Despite activists’ optimism, there have been setbacks. Last month the ERA failed to pass in Virginia after a House committee refused to hear the issue and a Senate panel voted it down. Eileen Davis, co-founder of Women-Matter, said the focus of her group—which had launched an advertising campaign in Virginia featuring a photograph of a young girl modeled after the Fearless Girl statue—is now on Illinois and Arizona, another contender for ratification. Democratic Rep. Pamela Powers Hannley said she and other ERA supporters plan to bring the bill to committee this month in the majority-Republican Arizona legislature.
In addition to legislative foot-dragging, the movement has detractors. Critics, including some feminists, argue that, because there are already laws in place that protect women from gender discrimination, such as Title IX and the Family and Medical Leave Act, the amendment is unnecessary. Some maintain the Equal Protection Clause of the Fourteenth Amendment already prohibits discrimination on the basis of gender, an assertion the late conservative Supreme Court Justice Antonin Scalia rejected in a 2011 interview on the role of the Supreme Court, saying, “Certainly the Constitution does not require discrimination on the basis of sex. The only issue is whether it prohibits it. It doesn’t.”

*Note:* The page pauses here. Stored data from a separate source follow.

//! Core types for the Odds Board dashboard
//!
//! This crate defines the shared data structures used across the dashboard:
//! the two snapshot market shapes, the classified record that wraps them,
//! and the sort state threaded through the rendering layer.

pub mod error;
pub mod market;
pub mod sort;

mod lenient;

pub use error::{DashboardError, DashboardResult};
pub use market::{
    MarketMetrics, NamedOutcome, NewFormatMarket, OldFormatMarket, OldSubMarket,
    RawMarketRecord, SnapshotFormat,
};
pub use sort::{SortColumn, SortDirection, SortSpec};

And even if the ERA is ratified by the states, its legal status is murky. If the proposal does head back to the federal government, Congress could decide to reject ratification because the deadline has passed, and the whole process would have to start from scratch.
Supporters, who point out Congress once allowed states to ratify an amendment more than 200 years after it was introduced,* reject the notion that the ERA is unnecessary just because other laws protect against gender-based discrimination. Beyond its obvious symbolic significance, the amendment’s proponents say passing it would provide a stronger legal defense against challenges to laws protecting women’s rights: Although legislation can be altered fairly easily, overturning a constitutional amendment is a much bigger task.
“The Constitution was set up to protect fundamental rights,” Hager says. “You can’t vote away a constitutional amendment. They’re meant to be lasting. We should make sure our rights are protected in a permanent way.”
Correction: An earlier version of this story misstated the process by which the earlier amendment was ratified.